(Saved entries)
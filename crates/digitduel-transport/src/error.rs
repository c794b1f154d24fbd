/// Errors that can occur in the transport layer.
#[derive(Debug, thiserror::Error)]
pub enum TransportError {
    /// Sending data failed.
    #[error("send failed: {0}")]
    SendFailed(#[source] std::io::Error),

    /// Receiving data failed.
    #[error("receive failed: {0}")]
    ReceiveFailed(#[source] std::io::Error),

    /// Binding the listener failed.
    #[error("bind failed: {0}")]
    BindFailed(#[source] std::io::Error),

    /// Accepting a connection or completing its WebSocket handshake failed.
    #[error("accept failed: {0}")]
    AcceptFailed(#[source] std::io::Error),
}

What this task involves
Copy each line of the data exactly, please.

Task response
filename crates/digitduel-transport/src/error.rs
repository c794b1f154d24fbd
/// Errors that can occur in the transport layer.
#[derive(Debug, thiserror::Error)]
pub enum TransportError {
    /// Sending data failed.
    #[error("send failed: {0}")]
    SendFailed(#[source] std::io::Error),

    /// Receiving data failed.
    #[error("receive failed: {0}")]
    ReceiveFailed(#[source] std::io::Error),

    /// Binding the listener failed.
    #[error("bind failed: {0}")]
    BindFailed(#[source] std::io::Error),

    /// Accepting a connection or completing its WebSocket handshake failed.
    #[error("accept failed: {0}")]
    AcceptFailed(#[source] std::io::Error),
}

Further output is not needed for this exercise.